[ 
https://issues.apache.org/jira/browse/IMPALA-12796?page=com.atlassian.jira.plugin.system.issuetabpanels:comment-tabpanel&focusedCommentId=17817568#comment-17817568
 ] 

ASF subversion and git services commented on IMPALA-12796:
----------------------------------------------------------

Commit 13030f840a23e67c5e9923e8b1abab3b717c106a in impala's branch 
refs/heads/master from Riza Suminto
[ https://gitbox.apache.org/repos/asf?p=impala.git;h=13030f840 ]
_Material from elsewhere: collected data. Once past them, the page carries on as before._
//! Authenticated, serialized request execution with retries.

use base64::Engine;
use base64::engine::general_purpose::STANDARD;
use http::HeaderValue;
use http::header::{AUTHORIZATION, CONTENT_TYPE};
use tokio::sync::Mutex;
use url::Url;

use crate::cancel::CancellationToken;
use crate::config::ConfigError;
use crate::time::{Sleeper, TokioSleeper};

use super::{ClientConfig, Credentials, HttpClient, HttpError, HttpRequest, HttpResponse};

/// Executes requests against one broker.
///
/// Every request gets a JSON content type and, when credentials are
/// configured, a Basic `Authorization` header. Transport failures are
/// retried with a fixed delay until the request gets a response, the error
/// is not retryable, the attempt cap is hit, or the caller cancels.
///
/// # Concurrency
///
/// A `Transport` is a serialized client: the whole attempt/retry sequence
/// of one request runs under an internal async mutex, so at most one
/// request is in flight per instance. Concurrent callers queue on the lock.
///
/// # Type Parameters
///
/// - `H`: The HTTP client implementation
/// - `S`: The sleeper used between attempts (defaults to [`TokioSleeper`])
#[derive(Debug)]
pub struct Transport<H, S = TokioSleeper> {
    client: H,
    sleeper: S,
    config: ClientConfig,
    base_url: Url,
    authorization: Option<HeaderValue>,
    lock: Mutex<()>,
}

impl<H> Transport<H, TokioSleeper> {
    /// Validates `config` and creates a transport over `client`.
    ///
    /// # Errors
    ///
    /// Returns [`ConfigError`] if the configuration is invalid.
    pub fn new(config: ClientConfig, client: H) -> Result<Self, ConfigError> {
        let base_url = config.validate()?;
        let authorization = config
            .credentials
            .as_ref()
            .map(basic_authorization)
            .transpose()?;

        Ok(Self {
            client,
            sleeper: TokioSleeper,
            config,
            base_url,
            authorization,
            lock: Mutex::new(()),
        })
    }
}

impl<H, S> Transport<H, S> {
    /// Replaces the sleeper used between attempts.
    #[must_use]
    pub fn with_sleeper<S2>(self, sleeper: S2) -> Transport<H, S2> {
        Transport {
            client: self.client,
            sleeper,
            config: self.config,
            base_url: self.base_url,
            authorization: self.authorization,
            lock: self.lock,
        }
    }

    /// Returns the configuration this transport was built from.
    #[must_use]
    pub const fn config(&self) -> &ClientConfig {
        &self.config
    }

    /// Returns the versioned API root.
    #[must_use]
    pub const fn base_url(&self) -> &Url {
        &self.base_url
    }
}

impl<H: HttpClient, S: Sleeper> Transport<H, S> {
    /// Sends `request`, retrying transport failures.
    ///
    /// Any received response is returned as-is whatever its status code.
    /// `cancel` is checked only after a failed attempt; when it is set, the
    /// failure is returned without sleeping.
    ///
    /// # Errors
    ///
    /// Returns the last [`HttpError`] when retrying stops.
    pub async fn execute(
        &self,
        cancel: &CancellationToken,
        mut request: HttpRequest,
    ) -> Result<HttpResponse, HttpError> {
        let _guard = self.lock.lock().await;
        self.prepare(&mut request);

        let mut attempt: u32 = 0;
        loop {
            attempt = attempt.saturating_add(1);
            tracing::debug!(method = %request.method, url = %request.url, attempt, "Sending request");

            match self.client.request(request.clone()).await {
                Ok(response) => {
                    tracing::debug!(status = %response.status, "Received response");
                    return Ok(response);
                }
                Err(e) => {
                    tracing::warn!(
                        method = %request.method,
                        url = %request.url,
                        attempt,
                        error = %e,
                        "Request attempt failed"
                    );

                    if !e.is_retryable()
                        || cancel.is_cancelled()
                        || !self.config.retry.should_retry(attempt)
                    {
                        return Err(e);
                    }

                    self.sleeper.sleep(self.config.retry.delay).await;
                }
            }
        }
    }

    fn prepare(&self, request: &mut HttpRequest) {
        request
            .headers
            .insert(CONTENT_TYPE, HeaderValue::from_static("application/json"));

        if let Some(value) = &self.authorization {
            request.headers.insert(AUTHORIZATION, value.clone());
        }
    }
}

fn basic_authorization(credentials: &Credentials) -> Result<HeaderValue, ConfigError> {
    let token = STANDARD.encode(format!(
        "{}:{}",
        credentials.username, credentials.password
    ));
    let mut value = HeaderValue::from_str(&format!("Basic {token}"))
        .map_err(|e| ConfigError::InvalidCredentials(e.to_string()))?;
    value.set_sensitive(true);
    Ok(value)
}
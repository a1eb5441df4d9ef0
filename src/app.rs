//! Application startup and utilities.
//!
//! This module contains exit codes, tracing setup, and error hints
//! that support the main entry point.

use emqx_admin::config::{ConfigError, field};
use tracing::Level;
use tracing_subscriber::EnvFilter;

#[cfg(test)]
#[path = "app_tests.rs"]
mod tests;

/// Application exit codes.
pub mod exit_code {
    use std::process::ExitCode;

    /// Success (exit code 0).
    pub const SUCCESS: ExitCode = ExitCode::SUCCESS;

    /// Configuration error (exit code 1): bad arguments, unreadable config file.
    pub const CONFIG_ERROR: ExitCode = ExitCode::FAILURE;

    /// Runtime error (exit code 2): broker unreachable, rejected request.
    ///
    /// `ExitCode::from()` is not `const fn`.
    pub fn runtime_error() -> ExitCode {
        ExitCode::from(2)
    }
}

/// Prints helpful hints for common configuration errors.
pub fn print_config_hint(error: &ConfigError) {
    if let Some(hint) = config_hint(error) {
        eprintln!("\n{hint}");
    }
}

/// Returns the follow-up advice for `error`, if there is any.
fn config_hint(error: &ConfigError) -> Option<&'static str> {
    match error {
        ConfigError::MissingRequired { field: f, .. } if *f == field::USERNAME => Some(
            "Pass --username on the command line or set broker.username in the config file.",
        ),
        ConfigError::FileRead { .. } => {
            Some("Run 'emqx-admin init' to generate a configuration template.")
        }
        ConfigError::InvalidHost { .. } | ConfigError::InvalidPort => {
            Some("The admin API usually listens on the dashboard port (18083).")
        }
        _ => None,
    }
}

/// Sets up the tracing subscriber for logging.
///
/// `RUST_LOG` overrides the level chosen by `verbose`.
pub fn setup_tracing(verbose: bool) {
    let level = if verbose { Level::DEBUG } else { Level::INFO };

    let filter = EnvFilter::builder()
        .with_default_directive(level.into())
        .from_env_lossy();

    tracing_subscriber::fmt()
        .with_env_filter(filter)
        .with_target(false)
        .with_writer(std::io::stderr)
        .init();
}
//! Gateway resource records.

use serde::{Deserialize, Serialize};

/// A protocol gateway configuration.
///
/// Each variant carries the record for one gateway kind; the kind string
/// selects the `/gateways/{kind}` resource. The payload is serialized
/// without a tag.
#[derive(Debug, Clone, PartialEq, Eq, Serialize, Deserialize)]
#[serde(untagged)]
pub enum Gateway {
    /// Extension-protocol gateway (`exproto`).
    ExProto(ExProtoGateway),
}

impl Gateway {
    /// Returns the gateway kind used as the resource identifier.
    #[must_use]
    pub const fn kind(&self) -> &'static str {
        match self {
            Self::ExProto(_) => ExProtoGateway::KIND,
        }
    }
}

impl From<ExProtoGateway> for Gateway {
    fn from(gateway: ExProtoGateway) -> Self {
        Self::ExProto(gateway)
    }
}

/// gRPC server the broker exposes to the exproto handler.
#[derive(Debug, Clone, Default, PartialEq, Eq, Serialize, Deserialize)]
#[serde(default)]
pub struct ExProtoServer {
    /// Listen address, e.g. `0.0.0.0:9100`.
    pub bind: String,
}

/// Upstream gRPC handler the broker forwards connection events to.
#[derive(Debug, Clone, Default, PartialEq, Eq, Serialize, Deserialize)]
#[serde(default)]
pub struct ExProtoHandler {
    /// Handler URL, e.g. `http://127.0.0.1:9001`.
    pub address: String,
}

/// A listener attached to a gateway.
#[derive(Debug, Clone, Default, PartialEq, Eq, Serialize, Deserialize)]
#[serde(default)]
pub struct GatewayListener {
    pub id: String,
    #[serde(rename = "type")]
    pub kind: String,
    pub name: String,
    pub running: bool,
    pub acceptors: u32,
    pub proxy_protocol: bool,
    pub proxy_protocol_timeout: String,
    pub enable: bool,
    pub bind: String,
    pub max_connections: u64,
    pub max_conn_rate: u64,
    pub enable_authn: bool,
    pub mountpoint: String,
    pub access_rules: Vec<String>,
}

/// Configuration of the `exproto` gateway.
///
/// `name`, `mountpoint` and `idle_timeout` are left out of the payload
/// when empty so the broker keeps its own values.
#[derive(Debug, Clone, Default, PartialEq, Eq, Serialize, Deserialize)]
#[serde(default)]
pub struct ExProtoGateway {
    #[serde(skip_serializing_if = "String::is_empty")]
    pub name: String,
    pub enable: bool,
    /// Idle timeout as a broker duration string, e.g. `30s`.
    #[serde(skip_serializing_if = "String::is_empty")]
    pub idle_timeout: String,
    #[serde(skip_serializing_if = "String::is_empty")]
    pub mountpoint: String,
    pub enable_stats: bool,
    pub server: ExProtoServer,
    pub handler: ExProtoHandler,
    pub listeners: Vec<GatewayListener>,
}

impl ExProtoGateway {
    /// Resource identifier of this gateway kind.
    pub const KIND: &'static str = "exproto";
}
//! Tests for validated configuration.

use super::ConfigError;
use super::cli::Cli;
use super::toml::TomlConfig;
use super::validated::ValidatedConfig;

/// Helper to create CLI args from a slice; a `hook get` command is appended.
fn cli(args: &[&str]) -> Cli {
    let mut full_args = vec!["emqx-admin"];
    full_args.extend(args);
    full_args.extend(["hook", "get", "audit"]);
    Cli::parse_from_iter(full_args)
}

/// Helper to parse TOML config
fn toml(content: &str) -> TomlConfig {
    TomlConfig::parse(content).unwrap()
}
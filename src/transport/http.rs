//! Request/response values and the [`HttpClient`] seam.

use std::future::Future;
use std::sync::Arc;

use http::{HeaderMap, Method, StatusCode};
use url::Url;

use super::HttpError;

/// One outgoing admin API call.
///
/// Plain data built on `http` and `url` types so that any [`HttpClient`]
/// can send it. [`Transport`](super::Transport) adds the content type and
/// authorization headers before sending.
#[derive(Debug, Clone)]
pub struct HttpRequest {
    pub method: Method,
    pub url: Url,
    pub headers: HeaderMap,
    /// JSON payload, absent for reads
    pub body: Option<Vec<u8>>,
}

impl HttpRequest {
    /// Creates a request with no headers and no body.
    #[must_use]
    pub fn new(method: Method, url: Url) -> Self {
        Self {
            method,
            url,
            headers: HeaderMap::new(),
            body: None,
        }
    }

    #[must_use]
    pub fn get(url: Url) -> Self {
        Self::new(Method::GET, url)
    }

    #[must_use]
    pub fn post(url: Url) -> Self {
        Self::new(Method::POST, url)
    }

    #[must_use]
    pub fn put(url: Url) -> Self {
        Self::new(Method::PUT, url)
    }

    /// Attaches an encoded payload.
    #[must_use]
    pub fn with_body(mut self, body: Vec<u8>) -> Self {
        self.body = Some(body);
        self
    }
}

/// A complete broker response with its body read into memory.
///
/// Any status code is a valid response at this level; judging it is up
/// to the caller.
#[derive(Debug, Clone)]
pub struct HttpResponse {
    pub status: StatusCode,
    pub headers: HeaderMap,
    pub body: Vec<u8>,
}

impl HttpResponse {
    #[must_use]
    pub const fn new(status: StatusCode, headers: HeaderMap, body: Vec<u8>) -> Self {
        Self {
            status,
            headers,
            body,
        }
    }

    /// Returns the body as text, replacing invalid UTF-8 sequences.
    #[must_use]
    pub fn body_lossy(&self) -> String {
        String::from_utf8_lossy(&self.body).into_owned()
    }
}

/// Sends a single HTTP request.
///
/// Implementations make exactly one attempt and report failures to get a
/// response as [`HttpError`]. [`ReqwestClient`](super::ReqwestClient) is the
/// production implementation; tests script their own.
///
/// ```ignore
/// use emqx_admin::transport::{HttpClient, HttpError, HttpRequest, HttpResponse};
///
/// struct Canned(HttpResponse);
///
/// impl HttpClient for Canned {
///     async fn request(&self, _req: HttpRequest) -> Result<HttpResponse, HttpError> {
///         Ok(self.0.clone())
///     }
/// }
/// ```
pub trait HttpClient: Send + Sync {
    /// Sends `req` and returns whatever response arrives.
    ///
    /// # Errors
    ///
    /// - [`HttpError::Connection`] when the broker cannot be reached
    /// - [`HttpError::Timeout`] when the attempt times out
    /// - [`HttpError::InvalidUrl`] when the request cannot be built
    /// - [`HttpError::Body`] when the response body cannot be read
    fn request(
        &self,
        req: HttpRequest,
    ) -> impl Future<Output = Result<HttpResponse, HttpError>> + Send;
}

impl<T: HttpClient> HttpClient for Arc<T> {
    fn request(
        &self,
        req: HttpRequest,
    ) -> impl Future<Output = Result<HttpResponse, HttpError>> + Send {
        (**self).request(req)
    }
}
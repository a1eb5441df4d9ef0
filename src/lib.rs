//! emqx-admin: EMQX admin API client
//!
//! A library for managing protocol gateways and exhook servers on an
//! EMQX broker over its HTTP admin API, with basic auth and fixed-delay
//! retries that callers can cancel.

pub mod api;
pub mod cancel;
pub mod config;
pub mod time;
pub mod transport;
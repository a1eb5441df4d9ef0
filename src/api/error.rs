//! Error types for resource operations.

use std::fmt;

use thiserror::Error;

use crate::transport::HttpError;

/// Phase of a resource operation in which an error occurred.
#[derive(Debug, Clone, Copy, PartialEq, Eq)]
pub enum Phase {
    /// Encoding the payload or building the request.
    Request,
    /// Sending the request and waiting for a response.
    Execute,
    /// Reading or interpreting the response.
    Response,
}

impl fmt::Display for Phase {
    fn fmt(&self, f: &mut fmt::Formatter<'_>) -> fmt::Result {
        f.write_str(match self {
            Self::Request => "request",
            Self::Execute => "execute",
            Self::Response => "response",
        })
    }
}

/// Error type for gateway and hook operations.
///
/// The `Display` text starts with the failing [`Phase`].
#[derive(Debug, Error)]
pub enum ClientError {
    /// The record could not be encoded as JSON.
    #[error("request: failed to encode payload: {0}")]
    Serialization(#[source] serde_json::Error),

    /// The resource URL could not be built from the base URL.
    #[error("request: invalid resource path under '{0}'")]
    InvalidPath(String),

    /// No complete response was received; retries, if any, are exhausted.
    #[error("{}: {}", transport_phase(.0), .0)]
    Transport(#[from] HttpError),

    /// The broker answered with a status other than the expected one.
    #[error("response: unexpected status {status}: {body}")]
    Api {
        /// Status returned by the broker
        status: http::StatusCode,
        /// Raw response body
        body: String,
    },

    /// The response body is not valid JSON for the expected record.
    #[error("response: failed to decode payload: {0}")]
    Deserialization(#[source] serde_json::Error),
}

impl ClientError {
    /// Returns the phase in which the operation failed.
    #[must_use]
    pub const fn phase(&self) -> Phase {
        match self {
            Self::Serialization(_) | Self::InvalidPath(_) => Phase::Request,
            Self::Transport(e) => transport_phase(e),
            Self::Api { .. } | Self::Deserialization(_) => Phase::Response,
        }
    }

    /// Returns the HTTP status for [`ClientError::Api`] errors.
    #[must_use]
    pub const fn status(&self) -> Option<http::StatusCode> {
        match self {
            Self::Api { status, .. } => Some(*status),
            _ => None,
        }
    }
}

const fn transport_phase(error: &HttpError) -> Phase {
    match error {
        HttpError::InvalidUrl(_) => Phase::Request,
        HttpError::Body(_) => Phase::Response,
        HttpError::Connection(_) | HttpError::Timeout => Phase::Execute,
    }
}
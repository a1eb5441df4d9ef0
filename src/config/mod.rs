//! Configuration layer for emqx-admin.
//!
//! This module provides:
//! - CLI argument parsing ([`Cli`], [`Command`])
//! - TOML configuration file parsing ([`TomlConfig`])
//! - Validated configuration ([`ValidatedConfig`])
//! - Configuration file generation ([`write_default_config`])
//! - Default values ([`defaults`])
//! - The configuration error type shared with the transport ([`ConfigError`])
//!
//! # Priority
//!
//! Configuration values are resolved with the following priority (highest to lowest):
//!
//! 1. **Explicit CLI arguments** - Values explicitly passed via command line
//! 2. **TOML config file** - Values from the configuration file
//! 3. **Built-in defaults** - Hardcoded default values
//!
//! Username and password are resolved independently, so a username on the
//! command line can be combined with a password from the file. A password
//! without any username is rejected.

mod cli;
pub mod defaults;
mod error;
mod toml;
mod validated;

#[cfg(test)]
mod validated_tests;

pub use cli::{Cli, Command, GatewayCommand, HookCommand};
pub use error::{ConfigError, field};
pub use toml::{TomlConfig, default_config_template};
pub use validated::{ValidatedConfig, write_default_config};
IMPALA-12796: Add is_footer_only in TFileSplitGeneratorSpec

Several tests in test_scanners.py failed by wrong row counts with S3
target filesystem after IMPALA-12631. S3 filesystem does not have block.
Planner will produce TFileSplitGeneratorSpec instead of
TScanRangeLocationList, and IMPALA-12631 miss to address necessary
changes in TFileSplitGeneratorSpec. Meanwhile, it already changed the
behavior of hdfs-parquet-scanner.cc. For each scan range, the new code
will loop file_metadata_.row_groups, while the old code just take one
entry of file_metadata_.row_groups after calling NextRowGroup().

This patch address the issue by adding is_footer_only field in
TFileSplitGeneratorSpec schedule accordingly in schedule.cc. This also
add field 'is_footer_scanner_' in hdfs-columnar-scanner.h to check that
optimized count star only applied with footer range.

Testing:
- Pass core tests with S3 target filesystem.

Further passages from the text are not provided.